The Language of Pain
The first time that I heard the word “dysregulated” was from a social worker on staff at a facility where my daughter was staying in Orlando, Florida. The first time I that I heard the word ” labile”, as in her mood is “labile”, my daughter was on a 72 hour hold in a hospital in California. The first time I heard the words “treatment-resistant” was when she was thrown out of a facility and taken to that hospital in California where she spent a weekend being assessed for the umpteenth time.
As these words that defined my daughter’s life entered my vocabulary, I felt their weight and their limits and the infinite doom that accompanied each one. I might be “dysregulated” when I am tired or stressed and need to get out for a walk with my dogs. But, this is not what the staff at the facility was talking about. “Dysregulated” in terms of my daughter was a much more encompassing term than just “out-of-sorts”. It meant that she could not be pulled into control – not by the staff nor by her own will.
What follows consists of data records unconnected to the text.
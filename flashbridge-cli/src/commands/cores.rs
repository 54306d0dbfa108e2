//! `cores` command.

use anyhow::{Context, Result};
use console::style;
use flashbridge::ToolAdapter;

use crate::config::Settings;

/// List the board platforms installed in arduino-cli.
pub(crate) async fn cmd_cores(settings: &Settings, json: bool) -> Result<()> {
    let tool = ToolAdapter::arduino_cli(settings.bridge.tool.clone());
    let cores = tool
        .installed_cores()
        .await
        .context("Failed to list installed cores")?;

    if json {
        println!("{}", serde_json::to_string_pretty(&cores)?);
        return Ok(());
    }

    eprintln!("{}", style("Installed platforms").bold().underlined());
    if cores.is_empty() {
        eprintln!("  {}", style("No platforms installed").dim());
        eprintln!(
            "  Install one with: {}",
            style("arduino-cli core install esp32:esp32").cyan()
        );
    }
    for core in &cores {
        eprintln!("  {} {}", style("•").green(), core);
    }
    Ok(())
}
//! Upload retry orchestrator.
//!
//! Runs one compile and then walks the [`RetryStrategy`] matrix until an
//! upload succeeds, a fatal category shows up or the matrix is exhausted.
//!
//! ```text
//! Validating ──> Compiling ──> CompileFailed
//!                    │
//!                    v
//!               Uploading(1..=N) ──> Done
//!                    │
//!                    v
//!                  Failed
//! ```
//!
//! The build workspace lives exactly as long as the job: it is dropped on
//! every exit path. From the end of the compile to the end of the job the
//! target port is claimed in the broker, so no observer can reopen it while
//! the matrix runs.

pub mod strategy;

use std::sync::Arc;
use std::time::Duration;

use log::{debug, info, warn};
use serde::Serialize;
use tokio_util::sync::CancellationToken;

use crate::broker::SerialBroker;
use crate::catalog::PortCatalog;
use crate::error::ErrorCategory;
use crate::reset::{ResetTiming, reset_to_bootloader};
use crate::tool::{CompileOptions, ToolAdapter, ToolResult, validate_sketch};

pub use strategy::{RetryStrategy, STRATEGY_MATRIX, backoff_for};

/// Progress of an upload job.
#[derive(Debug, Clone, PartialEq, Eq, Serialize)]
#[serde(tag = "state", rename_all = "kebab-case")]
pub enum JobState {
    /// Checking source and port.
    Validating,
    /// Compiling the sketch.
    Compiling,
    /// Compilation failed; no upload was attempted.
    CompileFailed,
    /// Running one strategy of the matrix.
    Uploading {
        attempt: usize,
        total: usize,
        strategy: &'static str,
    },
    /// Upload succeeded.
    Done,
    /// Every strategy failed, a fatal error occurred or the job was cancelled.
    Failed,
}

impl JobState {
    /// Whether the job has finished.
    pub fn is_terminal(&self) -> bool {
        matches!(self, Self::CompileFailed | Self::Done | Self::Failed)
    }
}

/// One entry of the attempt log.
#[derive(Debug, Clone, PartialEq, Eq, Serialize)]
#[serde(rename_all = "camelCase")]
pub struct AttemptRecord {
    /// Strategy name.
    pub strategy: &'static str,
    /// Attempt succeeded.
    pub success: bool,
    /// Failure category.
    pub category: Option<ErrorCategory>,
    /// One-line error.
    pub error: Option<String>,
    /// Raw tool output.
    pub output: String,
    /// Outcome of the control-line reset, when the strategy asked for one.
    pub bootloader_reset: Option<bool>,
}

/// An upload request.
#[derive(Debug, Clone)]
pub struct UploadJob {
    /// Sketch source.
    pub code: String,
    /// Fully qualified board name.
    pub board: String,
    /// Target port.
    pub port: String,
    /// Compile options.
    pub compile: CompileOptions,
}

impl UploadJob {
    /// Create a job with default compile options.
    pub fn new(code: impl Into<String>, board: impl Into<String>, port: impl Into<String>) -> Self {
        Self {
            code: code.into(),
            board: board.into(),
            port: port.into(),
            compile: CompileOptions::default(),
        }
    }
}

/// Terminal result of an upload job.
#[derive(Debug, Clone, PartialEq, Eq, Serialize)]
#[serde(rename_all = "camelCase")]
pub struct UploadOutcome {
    /// Terminal state.
    pub state: JobState,
    /// Compiler output.
    pub compile_output: String,
    /// Attempt log, in order.
    pub attempts: Vec<AttemptRecord>,
    /// Failure category.
    pub category: Option<ErrorCategory>,
    /// Aggregated error message.
    pub error: Option<String>,
    /// Remediation for the failure category.
    pub suggestion: Option<String>,
}

impl UploadOutcome {
    fn new() -> Self {
        Self {
            state: JobState::Validating,
            compile_output: String::new(),
            attempts: Vec::new(),
            category: None,
            error: None,
            suggestion: None,
        }
    }

    /// Whether the upload succeeded.
    pub fn success(&self) -> bool {
        self.state == JobState::Done
    }

    /// Combined output of the compile and every attempt.
    pub fn output(&self) -> String {
        let mut out = self.compile_output.clone();
        for attempt in &self.attempts {
            if !out.is_empty() && !attempt.output.is_empty() {
                out.push('\n');
            }
            out.push_str(&attempt.output);
        }
        out
    }

    fn fail(mut self, state: JobState, category: ErrorCategory, error: String) -> Self {
        self.state = state;
        self.suggestion = Some(category.suggestion().to_string());
        self.category = Some(category);
        self.error = Some(error);
        self
    }
}

/// Drives compile + upload attempts for one port at a time.
pub struct UploadOrchestrator {
    tool: ToolAdapter,
    catalog: PortCatalog,
    broker: Arc<SerialBroker>,
    matrix: Vec<RetryStrategy>,
    reset_timing: ResetTiming,
    cancel: CancellationToken,
}

impl UploadOrchestrator {
    /// Create an orchestrator with the default matrix.
    ///
    /// Bootloader resets open the port through `broker`'s opener while the
    /// job holds the port.
    pub fn new(tool: ToolAdapter, catalog: PortCatalog, broker: Arc<SerialBroker>) -> Self {
        Self {
            tool,
            catalog,
            broker,
            matrix: STRATEGY_MATRIX.to_vec(),
            reset_timing: ResetTiming::default(),
            cancel: CancellationToken::new(),
        }
    }

    /// Replace the strategy matrix.
    #[must_use]
    pub fn with_matrix(mut self, matrix: Vec<RetryStrategy>) -> Self {
        self.matrix = matrix;
        self
    }

    /// Set reset sequence timing.
    #[must_use]
    pub fn with_reset_timing(mut self, timing: ResetTiming) -> Self {
        self.reset_timing = timing;
        self
    }

    /// Tie in-flight jobs to `token`.
    #[must_use]
    pub fn with_cancellation(mut self, token: CancellationToken) -> Self {
        self.cancel = token;
        self
    }

    /// Strategy matrix in use.
    pub fn matrix(&self) -> &[RetryStrategy] {
        &self.matrix
    }

    /// Run `job` to completion.
    pub async fn run(&self, job: &UploadJob) -> UploadOutcome {
        self.run_with_progress(job, |_| {}).await
    }

    /// Run `job`, reporting every state change to `on_state`.
    pub async fn run_with_progress<F>(&self, job: &UploadJob, mut on_state: F) -> UploadOutcome
    where
        F: FnMut(&JobState) + Send,
    {
        let outcome = self.drive(job, &mut on_state).await;
        on_state(&outcome.state);
        match outcome.state {
            JobState::Done => info!(
                "Upload to {} succeeded after {} attempt(s)",
                job.port,
                outcome.attempts.len()
            ),
            _ => warn!(
                "Upload to {} failed: {}",
                job.port,
                outcome.error.as_deref().unwrap_or("unknown error")
            ),
        }
        outcome
    }

    async fn drive<F>(&self, job: &UploadJob, on_state: &mut F) -> UploadOutcome
    where
        F: FnMut(&JobState) + Send,
    {
        let mut outcome = UploadOutcome::new();
        on_state(&JobState::Validating);

        let code = match validate_sketch(&job.code) {
            Ok(code) => code,
            Err(e) => return outcome.fail(JobState::Failed, e.category(), e.to_string()),
        };

        let listing = self.catalog.list_ports().await;
        if listing.is_known_absent(&job.port) {
            return outcome.fail(
                JobState::Failed,
                ErrorCategory::PortUnavailable,
                format!("Port {} is not connected", job.port),
            );
        }
        if let Some(ref error) = listing.error {
            debug!("Port list unavailable ({error}), continuing with {}", job.port);
        }

        on_state(&JobState::Compiling);
        let workspace = match self.tool.prepare_workspace(&code) {
            Ok(ws) => ws,
            Err(e) => return outcome.fail(JobState::Failed, e.category(), e.to_string()),
        };
        let compiled = tokio::select! {
            result = self.tool.compile_in(&workspace, &job.board, job.compile) => result,
            () = self.cancel.cancelled() => return cancelled(outcome),
        };
        outcome.compile_output.clone_from(&compiled.output);
        if !compiled.success {
            let category = compiled.category.unwrap_or(ErrorCategory::Unknown);
            let error = compiled.error.unwrap_or_else(|| "Compilation failed".into());
            return outcome.fail(JobState::CompileFailed, category, error);
        }

        let lease = match self.broker.claim_for_programming(&job.port).await {
            Ok(lease) => lease,
            Err(e) => return outcome.fail(JobState::Failed, e.category(), e.to_string()),
        };

        let total = self.matrix.len();
        for (index, strategy) in self.matrix.iter().enumerate() {
            let attempt = index + 1;
            on_state(&JobState::Uploading {
                attempt,
                total,
                strategy: strategy.name,
            });
            info!("Upload attempt {attempt}/{total} ({})", strategy.name);

            if !self.pause(strategy.pre_delay).await {
                return cancelled(outcome);
            }

            let bootloader_reset = if strategy.bootloader_reset {
                let ok = reset_to_bootloader(lease.opener(), &job.port, &self.reset_timing)
                    .await
                    .is_ok();
                if !ok {
                    warn!("Automatic reset failed; hold BOOT and press RESET to enter download mode");
                }
                Some(ok)
            } else {
                None
            };

            let result: ToolResult = tokio::select! {
                result = self.tool.upload_once(&workspace, &job.port, &job.board, &strategy.overrides) => result,
                () = self.cancel.cancelled() => return cancelled(outcome),
            };

            outcome.attempts.push(AttemptRecord {
                strategy: strategy.name,
                success: result.success,
                category: result.category,
                error: result.error.clone(),
                output: result.output,
                bootloader_reset,
            });

            if result.success {
                outcome.state = JobState::Done;
                return outcome;
            }

            let category = result.category.unwrap_or(ErrorCategory::Unknown);
            warn!(
                "Attempt {attempt}/{total} ({}) failed [{category}]: {}",
                strategy.name,
                result.error.as_deref().unwrap_or("unknown error")
            );
            if category.is_fatal() {
                break;
            }
            if category == ErrorCategory::BootModeMismatch {
                warn!("Board left download mode; hold BOOT, tap EN/RESET, release BOOT");
            }

            if attempt < total && !self.pause(backoff_for(strategy, category)).await {
                return cancelled(outcome);
            }
        }

        let category = overall_category(&outcome.attempts);
        let attempts = outcome.attempts.len();
        let last_error = outcome
            .attempts
            .last()
            .and_then(|a| a.error.clone())
            .unwrap_or_else(|| "unknown error".into());
        outcome.fail(
            JobState::Failed,
            category,
            format!("Upload failed after {attempts} attempt(s): {last_error}"),
        )
    }

    /// Sleep unless cancelled. Returns `false` when cancelled.
    async fn pause(&self, delay: Duration) -> bool {
        if self.cancel.is_cancelled() {
            return false;
        }
        if delay.is_zero() {
            return true;
        }
        tokio::select! {
            () = tokio::time::sleep(delay) => true,
            () = self.cancel.cancelled() => false,
        }
    }
}

fn cancelled(outcome: UploadOutcome) -> UploadOutcome {
    info!("Upload job cancelled");
    outcome.fail(JobState::Failed, ErrorCategory::Unknown, "cancelled".into())
}

/// Category reported for a failed job.
///
/// A boot-mode mismatch anywhere in the log wins, since it needs operator
/// action; otherwise the last attempt with a known category.
fn overall_category(attempts: &[AttemptRecord]) -> ErrorCategory {
    if attempts
        .iter()
        .any(|a| a.category == Some(ErrorCategory::BootModeMismatch))
    {
        return ErrorCategory::BootModeMismatch;
    }
    attempts
        .iter()
        .rev()
        .filter_map(|a| a.category)
        .find(|c| *c != ErrorCategory::Unknown)
        .unwrap_or(ErrorCategory::Unknown)
}
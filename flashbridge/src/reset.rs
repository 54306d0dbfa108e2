//! Bootloader reset sequencer.
//!
//! Forces an ESP32 into its ROM download mode using the conventional
//! auto-reset wiring: RTS drives EN (reset), DTR drives GPIO0 (boot select).
//!
//! ```text
//!           step 1        step 2     step 3
//! RTS/EN   __assert__|___release___|__________
//! DTR/IO0  __assert____________________|release
//!           hold 100ms    hold 50ms
//! ```
//!
//! The sequence is best-effort. Boards without the transistor pair, or USB
//! bridges that ignore control lines, will not react; callers treat a failure
//! as a warning and fall back to asking the operator for a manual boot.

use std::sync::Arc;
use std::time::Duration;

use log::{debug, info, warn};

use crate::error::{Error, Result};
use crate::port::{Port, PortOpener, SerialConfig};

/// Baud rate used to open the port for the reset sequence.
pub const RESET_BAUD: u32 = 115200;

/// Hold times of the reset sequence.
#[derive(Debug, Clone, Copy, PartialEq, Eq)]
pub struct ResetTiming {
    /// Reset and boot-select both asserted.
    pub reset_hold: Duration,
    /// Reset released while boot-select stays asserted.
    pub boot_hold: Duration,
}

impl Default for ResetTiming {
    fn default() -> Self {
        Self {
            reset_hold: Duration::from_millis(100),
            boot_hold: Duration::from_millis(50),
        }
    }
}

/// Drive the control lines of `port` to enter download mode.
///
/// The handle is closed on every path, including control-line failures.
pub async fn reset_to_bootloader(
    opener: Arc<dyn PortOpener>,
    port: &str,
    timing: &ResetTiming,
) -> Result<()> {
    debug!("Opening {port} for bootloader reset");
    let config = SerialConfig::new(port, RESET_BAUD);
    let mut handle = tokio::task::spawn_blocking(move || opener.open(&config))
        .await
        .map_err(|e| Error::Reset(format!("cannot open {port}: {e}")))?
        .map_err(|e| Error::Reset(format!("cannot open {port}: {e}")))?;

    let result = drive_sequence(handle.as_mut(), timing).await;

    if let Err(e) = handle.close() {
        warn!("Failed to close {port} after reset: {e}");
    }

    match result {
        Ok(()) => {
            info!("Reset {port} into download mode");
            Ok(())
        },
        Err(e) => {
            warn!("Bootloader reset on {port} failed: {e}");
            Err(Error::Reset(e.to_string()))
        },
    }
}

async fn drive_sequence(port: &mut dyn Port, timing: &ResetTiming) -> Result<()> {
    // (1) EN low, IO0 low
    port.set_rts(true)?;
    port.set_dtr(true)?;
    tokio::time::sleep(timing.reset_hold).await;

    // (2) EN high, IO0 still low: the chip samples IO0 here
    port.set_rts(false)?;
    tokio::time::sleep(timing.boot_hold).await;

    // (3) release IO0
    port.set_dtr(false)?;
    Ok(())
}
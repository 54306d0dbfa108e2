//! Native serial port implementation using the `serialport` crate.

use {
    crate::{
        device::{DetectedPort, sort_ports},
        error::{Error, Result},
        port::{Port, PortOpener, SerialConfig},
    },
    log::{debug, trace},
    std::io::{Read, Write},
};

/// Native serial port implementation.
pub struct NativePort {
    port: Option<Box<dyn serialport::SerialPort>>,
    name: String,
    baud_rate: u32,
}

impl NativePort {
    /// Open a serial port with the given configuration (8N1, no flow control).
    pub fn open(config: &SerialConfig) -> Result<Self> {
        let port = serialport::new(&config.port_name, config.baud_rate)
            .timeout(config.timeout)
            .data_bits(serialport::DataBits::Eight)
            .parity(serialport::Parity::None)
            .stop_bits(serialport::StopBits::One)
            .flow_control(serialport::FlowControl::None)
            .open()?;

        Ok(Self {
            port: Some(port),
            name: config
                .port_name
                .clone(),
            baud_rate: config.baud_rate,
        })
    }

    fn closed_error() -> Error {
        Error::Serial(serialport::Error::new(
            serialport::ErrorKind::NoDevice,
            "Port is closed",
        ))
    }
}

impl Port for NativePort {
    fn name(&self) -> &str {
        &self.name
    }

    fn baud_rate(&self) -> u32 {
        self.baud_rate
    }

    fn set_dtr(&mut self, level: bool) -> Result<()> {
        trace!("Setting DTR to {level}");
        let p = self
            .port
            .as_mut()
            .ok_or_else(Self::closed_error)?;
        p.write_data_terminal_ready(level)?;
        Ok(())
    }

    fn set_rts(&mut self, level: bool) -> Result<()> {
        trace!("Setting RTS to {level}");
        let p = self
            .port
            .as_mut()
            .ok_or_else(Self::closed_error)?;
        p.write_request_to_send(level)?;
        Ok(())
    }

    fn try_clone_reader(&self) -> Result<Box<dyn Read + Send>> {
        let p = self
            .port
            .as_ref()
            .ok_or_else(Self::closed_error)?;
        Ok(Box::new(p.try_clone()?))
    }

    fn close(&mut self) -> Result<()> {
        // Dropping the boxed handle closes the file descriptor
        self.port
            .take();
        Ok(())
    }
}

impl Read for NativePort {
    fn read(&mut self, buf: &mut [u8]) -> std::io::Result<usize> {
        self.port
            .as_mut()
            .ok_or_else(|| std::io::Error::new(std::io::ErrorKind::NotConnected, "port closed"))
            .and_then(|p| p.read(buf))
    }
}

impl Write for NativePort {
    fn write(&mut self, buf: &[u8]) -> std::io::Result<usize> {
        self.port
            .as_mut()
            .ok_or_else(|| std::io::Error::new(std::io::ErrorKind::NotConnected, "port closed"))
            .and_then(|p| p.write(buf))
    }

    fn flush(&mut self) -> std::io::Result<()> {
        self.port
            .as_mut()
            .ok_or_else(|| std::io::Error::new(std::io::ErrorKind::NotConnected, "port closed"))
            .and_then(std::io::Write::flush)
    }
}

/// Opens [`NativePort`] handles.
#[derive(Debug, Clone, Copy, Default)]
pub struct NativePortOpener;

impl PortOpener for NativePortOpener {
    fn open(&self, config: &SerialConfig) -> Result<Box<dyn Port>> {
        debug!(
            "Opening {} at {} baud",
            config.port_name, config.baud_rate
        );
        Ok(Box::new(NativePort::open(config)?))
    }
}

/// Enumerate ports through the operating system instead of the build tool.
pub fn list_native_ports() -> Result<Vec<DetectedPort>> {
    let ports = serialport::available_ports().map_err(Error::Serial)?;

    let mut result: Vec<DetectedPort> = ports
        .into_iter()
        .map(|p| match p.port_type {
            serialport::SerialPortType::UsbPort(usb) => {
                trace!(
                    "Found USB port: {} (VID: {:04X}, PID: {:04X})",
                    p.port_name, usb.vid, usb.pid
                );
                let mut detected =
                    DetectedPort::new(p.port_name, "serial", Some((usb.vid, usb.pid)));
                if detected.manufacturer.is_none() {
                    detected.manufacturer = usb.manufacturer;
                }
                detected.product = usb.product;
                detected.serial_number = usb.serial_number;
                detected
            },
            _ => DetectedPort::new(p.port_name, "serial", None),
        })
        .collect();

    sort_ports(&mut result);
    Ok(result)
}
//! Upload retry strategies.

use std::time::Duration;

use crate::error::ErrorCategory;
use crate::tool::{ResetMethod, UploadOverrides};

/// One row of the retry matrix.
#[derive(Debug, Clone, Copy, PartialEq, Eq)]
pub struct RetryStrategy {
    /// Short name recorded in the attempt log.
    pub name: &'static str,
    /// Parameters passed to the uploader.
    pub overrides: UploadOverrides,
    /// Drive the control lines into download mode before the attempt.
    pub bootloader_reset: bool,
    /// Wait before the attempt.
    pub pre_delay: Duration,
    /// Wait after a failed attempt before the next one.
    pub backoff: Duration,
}

const fn ms(millis: u64) -> Duration {
    Duration::from_millis(millis)
}

const BASE: RetryStrategy = RetryStrategy {
    name: "standard",
    overrides: UploadOverrides::DEFAULT,
    bootloader_reset: false,
    pre_delay: Duration::ZERO,
    backoff: ms(1000),
};

/// Default strategy matrix, tried in order.
pub const STRATEGY_MATRIX: [RetryStrategy; 9] = [
    BASE,
    RetryStrategy {
        name: "standard-retry",
        pre_delay: ms(500),
        ..BASE
    },
    RetryStrategy {
        name: "reduced-baud",
        overrides: UploadOverrides {
            baud: Some(460_800),
            ..UploadOverrides::DEFAULT
        },
        ..BASE
    },
    RetryStrategy {
        name: "low-baud",
        overrides: UploadOverrides {
            baud: Some(115_200),
            ..UploadOverrides::DEFAULT
        },
        ..BASE
    },
    // we enter download mode ourselves, so the uploader must not reset again
    RetryStrategy {
        name: "hardware-reset",
        overrides: UploadOverrides {
            baud: Some(115_200),
            reset_method: Some(ResetMethod::NoReset),
            ..UploadOverrides::DEFAULT
        },
        bootloader_reset: true,
        ..BASE
    },
    RetryStrategy {
        name: "no-verify",
        overrides: UploadOverrides {
            verify: false,
            baud: Some(115_200),
            ..UploadOverrides::DEFAULT
        },
        ..BASE
    },
    RetryStrategy {
        name: "erase-first",
        overrides: UploadOverrides {
            baud: Some(115_200),
            erase: true,
            ..UploadOverrides::DEFAULT
        },
        ..BASE
    },
    // operator holds BOOT; give them time
    RetryStrategy {
        name: "no-reset",
        overrides: UploadOverrides {
            baud: Some(115_200),
            reset_method: Some(ResetMethod::NoReset),
            ..UploadOverrides::DEFAULT
        },
        pre_delay: ms(2000),
        ..BASE
    },
    RetryStrategy {
        name: "safe-mode",
        overrides: UploadOverrides {
            verify: false,
            baud: Some(115_200),
            reset_method: Some(ResetMethod::NoReset),
            erase: true,
        },
        bootloader_reset: true,
        pre_delay: ms(1000),
        ..BASE
    },
];

/// Longest wait after a boot-mode mismatch.
const BOOT_MODE_BACKOFF_CAP: Duration = ms(300);

/// Backoff after a failed attempt, adjusted for the failure category.
///
/// Boot-mode mismatches retry quickly: the next strategy changes how the chip
/// enters download mode and waiting does not help. Communication failures
/// get twice the base wait to let the USB bridge settle.
pub fn backoff_for(strategy: &RetryStrategy, category: ErrorCategory) -> Duration {
    match category {
        ErrorCategory::BootModeMismatch => strategy.backoff.min(BOOT_MODE_BACKOFF_CAP),
        ErrorCategory::Communication => strategy.backoff.saturating_mul(2),
        _ => strategy.backoff,
    }
}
I know what this looks like. Crying, raging, sneering, hard laughing full of derision, claims of being misunderstood and then the fall into sadness. When the anger dissipates, she looks spent, little and harmless. The victim of a terrible storm.
The more clinical term “labile” stopped me in my tracks. I was standing in the lobby of the University of Minnesota’s Veterinarian School where I had taken my dog that morning. He was sick; I was scared – both for him and for my daughter, whom, I had been told over the course of the day had tried to jump from the van en route to the hospital, cursed at everyone in sight and treated the staff at the treatment facility from where she was being tossed so appallingly that they were all stunned. The details were disturbing.
The sun was going down. The world was grey and cold. The parking lot behind the banks of dirty snow was thinning out. In a flurry of phone calls as they were bringing my dog to me, I learned about my daughter’s admittance to the hospital. Every fiber of my being ached for her. I just wanted to be there protecting her from what she had brought down on herself. Her mood was “labile”, a nurse told me with a soft voice in a soothing tone. But, she said they are keeping an eye on her and I shouldn’t worry. Yeah, right.
What the nurse and I both knew, that is so hard to explain to those on the “outside” of the mental healthcare world, is that once my daughter gets started, there is no stopping her. I feared how the hospital would be treating her when she is like this. Her rage had been fueled throughout the day by the treatment facility’s control over her life. She was not going to be able to walk away towing her bags behind her. She was deemed unsafe to herself and to those around her.
When these kind of things have happened in the past and I have been around, I have stepped in and been the buffer. Like I had a silent, safe room in my back pocket, tugged it out, pulled my daughter out of the situation, set her inside and stood guard until the rage/sadness passed.
After her discharge, she spent some months on her own before she wound up in a facility for the “treatment-resistant”. There, she was heavily drugged. I guess when they claimed that they had had success with patients like my daughter, they meant that they had staff pharmacologists, the bartenders of the psychiatric establishment, who knew every cocktail of psychotropics known to man. All of which they tried on my daughter. None of which worked.
“Treatment-resistant” means drug resistant.
Now, my daughter is home. I do not want to use the language of the psychiatric industry that took years of her life. But, then, how do I describe how she is feeling? “Not well” doesn’t capture the depths of her unhappiness or sadness or frustration or sense of loss or any of the waves of grief and physical pain that she seems to endure hourly.
She told me that she is at a “breaking point”. I want to stand by with comfort, but I keep making mistakes, inciting her anger and, at this point, I want to keep my distance. Her needs are insatiable and I am only human. The saddest thing is to realize that you really do not have any power in anyone else’s life. My desperate want for her to feel better looks pathetic. I printed out a wonderful letter from a kind man who offered a simple form of meditation that might be a stepping stone to future peace. No dice. I’ve suggested food, nutritional supplements. Not interested.
She has made the first important step of getting off of most of the drug regime that Austen Riggs had her on. The benzos will be the last battle and she is definitely not ready for that yet. It is almost like there is some comfort in the “known” world she inhabits.
This is the shift I wish I could set into motion. A little shove into the world of possibly feeling better. I think that it is possible. She doesn’t.
Here I stand with my arms overflowing with ideas that might help. But, she is not ready.